PDF-Native-raku

This module provides a selection of native implementations of PDF functions.

Just installing this module along with PDF v0.5.7+ provides some increase in performance.

Currently, this module implements a hand-full of functions, mostly related to reading and writing larger PDF files.

So far, just a subset of potential areas are covered:

the PDF::IO::Filter::Predictor decode and encode functions.
the widely used PDF::IO::Util pack and unpack functions.
reading of cross reference tables and PDF 1.5+ cross reference streams.
writing of strings, numerics, cross-reference tables and streams.

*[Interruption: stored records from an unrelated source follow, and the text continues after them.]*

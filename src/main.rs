use notice_portal::{
    AppState,
    config::{AppConfig, Env},
    create_router,
    repository::{PostgresRepository, RepositoryState},
    services::{ServiceRegistry, ServiceState},
    storage::{S3StorageClient, StorageState},
};
use sqlx::postgres::PgPoolOptions;
use std::sync::Arc;
use tokio::net::TcpListener;
use tracing_subscriber::{layer::SubscriberExt, util::SubscriberInitExt};

/// main
///
/// Initializes configuration, logging, the database pool, object storage and
/// the service registry, then serves the router.
#[tokio::main]
async fn main() {
    dotenv::dotenv().ok();
    let config = AppConfig::load();

    // RUST_LOG wins; otherwise sensible development defaults.
    let env_filter = tracing_subscriber::EnvFilter::try_from_default_env()
        .unwrap_or_else(|_| "notice_portal=debug,tower_http=info,axum=trace".into());

    match config.env {
        Env::Local => {
            tracing_subscriber::registry()
                .with(env_filter)
                .with(tracing_subscriber::fmt::layer().pretty())
                .init();
        }
        Env::Production => {
            // JSON output for log aggregators.
            tracing_subscriber::registry()
                .with(env_filter)
                .with(tracing_subscriber::fmt::layer().json())
                .init();
        }
    }

    tracing::info!("Application starting in {:?} mode", config.env);

    let pool = PgPoolOptions::new()
        .max_connections(5)
        .connect(&config.db_url)
        .await
        .expect("FATAL: Failed to connect to Postgres. Check DATABASE_URL.");

    let repo = Arc::new(PostgresRepository::new(pool)) as RepositoryState;

    let s3_client = S3StorageClient::new(
        &config.s3_endpoint,
        &config.s3_region,
        &config.s3_key,
        &config.s3_secret,
        &config.s3_bucket,
    )
    .await;

    // Provision the MinIO bucket when running locally.
    if config.env == Env::Local {
        use notice_portal::storage::StorageService;
        s3_client.ensure_bucket_exists().await;
    }

    let storage = Arc::new(s3_client) as StorageState;

    // No remote-callable services are registered out of the box; deployments
    // add theirs here before the router is built.
    let services = Arc::new(ServiceRegistry::new()) as ServiceState;

    let app_state = AppState {
        repo,
        storage,
        services,
        config,
    };

    let app = create_router(app_state);

    let listener = TcpListener::bind("0.0.0.0:3000").await.unwrap();

    tracing::info!("Listening on 0.0.0.0:3000");
    tracing::info!("API documentation available at http://localhost:3000/swagger-ui");

    axum::serve(listener, app).await.unwrap();
}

Classes in this Distribution

`PDF::Native::Filter::Predictors`

These functions implements the predictor stage of TIFF [1] and PNG [2] decoding and encoding.

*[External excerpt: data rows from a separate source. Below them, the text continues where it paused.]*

pub mod error;
mod signal;
pub mod writable;

pub use error::StreamError;
pub use writable::{
    WritableSink, WritableStream, WritableStreamBuilder, WritableStreamDefaultController,
    WritableStreamDefaultWriter,
};

/// Result alias used throughout the stream APIs
pub type StreamResult<T> = Result<T, StreamError>;

/// Type-level marker for unlocked streams
pub struct Unlocked;
/// Type-level marker for locked streams
pub struct Locked;

/// Generic queuing strategy trait
///
/// Sizes are `f64` so the desired size (`high_water_mark - queued size`) can
/// go negative while writes are in flight. A strategy returning a non-finite
/// or negative size errors the stream at enqueue time.
pub trait QueuingStrategy<T> {
    /// Return the size of the chunk
    fn size(&self, chunk: &T) -> f64;
    /// Return high water mark (desired max queue size)
    fn high_water_mark(&self) -> f64;
}

/// Count-based strategy
#[derive(Clone)]
pub struct CountQueuingStrategy {
    high_water_mark: f64,
}

impl CountQueuingStrategy {
    pub const fn new(high_water_mark: f64) -> Self {
        Self { high_water_mark }
    }
}

impl<T> QueuingStrategy<T> for CountQueuingStrategy {
    fn size(&self, _chunk: &T) -> f64 {
        1.0
    }

    fn high_water_mark(&self) -> f64 {
        self.high_water_mark
    }
}

/// Byte length strategy for types with known byte sizes
#[derive(Clone)]
pub struct ByteLengthQueuingStrategy {
    high_water_mark: f64,
}

impl ByteLengthQueuingStrategy {
    pub const fn new(high_water_mark: f64) -> Self {
        Self { high_water_mark }
    }
}

impl QueuingStrategy<Vec<u8>> for ByteLengthQueuingStrategy {
    fn size(&self, chunk: &Vec<u8>) -> f64 {
        chunk.len() as f64
    }

    fn high_water_mark(&self) -> f64 {
        self.high_water_mark
    }
}

impl QueuingStrategy<String> for ByteLengthQueuingStrategy {
    fn size(&self, chunk: &String) -> f64 {
        chunk.len() as f64
    }

    fn high_water_mark(&self) -> f64 {
        self.high_water_mark
    }
}

impl QueuingStrategy<&[u8]> for ByteLengthQueuingStrategy {
    fn size(&self, chunk: &&[u8]) -> f64 {
        chunk.len() as f64
    }

    fn high_water_mark(&self) -> f64 {
        self.high_water_mark
    }
}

    use PDF::Native::Filter::Predictors;
    # PNG samples. First bit on each row, is an indicator in the range 0 .. 4
    my $Predictor = PDF::Native::Filter::Predictors::PNG;
    my $Columns = 4;
    my $encoded = blob8.new: [
        2,  0x1, 0x0, 0x10, 0x0,
        2,  0x0, 0x2, 0xcd, 0x0,
        2,  0x0, 0x1, 0x51, 0x0,
        1,  0x0, 0x1, 0x70, 0x0,
        3,  0x0, 0x5, 0x7a, 0x0,
        0,  0x1, 0x2, 0x3,  0x4,
    ];

    my blob8 $decoded = PDF::Native::Filter::Predictors.decode(
                                        $encoded,
                                        :$Columns,
                                        :$Predictor, );

[1] TIFF Predictors [2] PNG Predictors

`PDF::Native::Buf`

Handles the packing and unpacking of multi-byte quantities as network words. Such as /BitsPerComponent in /Filter /DecodeParms.

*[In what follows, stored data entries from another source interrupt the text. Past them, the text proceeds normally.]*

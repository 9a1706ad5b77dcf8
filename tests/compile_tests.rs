/// Compile-time tests to verify Send/Sync bounds are correct for each feature
///
/// These tests don't run at runtime - they're designed to pass or fail at compile time.
/// Run with:
///   cargo test --features send  (default)
///   cargo test --no-default-features --features local
use writable_streams::{StreamError, WritableSink, WritableStream, WritableStreamDefaultWriter};

fn assert_send<T: Send>() {}

fn assert_sync<T: Sync>() {}

#[derive(Clone)]
struct DummySink;

impl WritableSink<String> for DummySink {
    async fn write(
        &mut self,
        _chunk: String,
        _controller: &mut writable_streams::WritableStreamDefaultController,
    ) -> Result<(), StreamError> {
        Ok(())
    }
}

#[cfg(feature = "send")]
#[test]
fn test_send_feature_streams_are_send_sync() {
    // With 'send' feature, streams and writers should be Send + Sync
    assert_send::<WritableStream<String, DummySink>>();
    assert_sync::<WritableStream<String, DummySink>>();
    assert_send::<WritableStreamDefaultWriter<String, DummySink>>();
    assert_sync::<WritableStreamDefaultWriter<String, DummySink>>();
}

#[cfg(feature = "local")]
#[test]
fn test_local_feature_streams_not_required_to_be_send() {
    // With 'local' feature, streams are NOT required to be Send or Sync.
    // We can use !Send types with the local feature; if this compiles, the
    // stream machinery is not imposing Send bounds.
    use std::cell::RefCell;
    use std::rc::Rc;

    let _rc_value: Rc<RefCell<i32>> = Rc::new(RefCell::new(42));
}

#[test]
fn test_basic_stream_compilation() {
    // This test should compile under both features
    let _: Option<WritableStream<String, DummySink>> = None;
}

Also handles variable byte packing and unpacking. As seen in the /W parameter to XRef streams, and a few other places.

    # pack two 4-byte words into an 8 byte buffer
    use PDF::Native::Buf :pack;
    my blob32 $words .= new(660510, 2634300);
    my blob8 $bytes = pack($words, 24);

    # pack triples as 1 byte, 2 bytes, 1 byte
    my uint32 @in[4;3] = [1, 16, 0], [1, 741, 0], [1, 1030, 0], [1, 1446, 0];
    my @W = packing-widths(@in, 3);    # [1, 2, 0];
    $bytes = pack(@in, @W);

`PDF::Native::Reader`

Reading of PDF content. Only method so far implemented is read-xref for the fast reading of cross reference indices.

use PDF::Native::Reader;

given PDF::Native::Reader.new {

     enum <free inuse>;

     my Str $xref = (
         'xref',
         '10 4',
         '0000000000 65535 f ',
         '0000000042 00000 n ',
         '0000000069 00000 n ',
         '9000000100 00002 n ',
         ''
     ).join(10.chr);
     my Blob $buf = $xref.encode('latin-1');

     my array $entries = .read-xref($buf);
}

`PDF::Native::Writer`

Serialization functions have been implemented for a few PDF data-types:

boolean, real, integers, literal-strings, hex-strings, names and cross reference tables.

use PDF::Native::Writer;

given PDF::Native::Writer {
     say .write-bool(0);    # false
     say .write-bool(1);    # true
     say .write-real(pi);   # 3.14159
     say .write-int(42e3),  # 42000
     say .write-literal("Hi\nthere"); # (Hi\nthere)
     say .write-hex-string("snoopy"); # <736e6f6f7079>
     say .write-name('Hi#there');     # /Hi##there

     # xref entries
     enum <free inuse>;
     my uint64 @xref[4;3] = (
        [0, 65535, free],
        [42, 0, inuse],
        [69, 0, inuse],
        [100, 2, inuse],
     );
     say .write-entries(@xref).lines;
         # 0000000000 65535 f 
         # 0000000042 00000 n 
         # 0000000069 00000 n 
         # 0000000100 00002 n
}

Todo

Some other areas under consideration:

C equivalents for other PDF::IO::Filter encoding functions, including predictors, ASCII-Hex, ASCII-85 and run-length encoding
Support for type-1 character transcoding (PDF::Content::Font::Enc::Glyphic)
Support for PDF::Content::Image, including color-channel separation and (de)multiplexing. GIF decompression de-interlacing.

There's sure to be others.

Currently giving noticeable benefits on larger PDFs.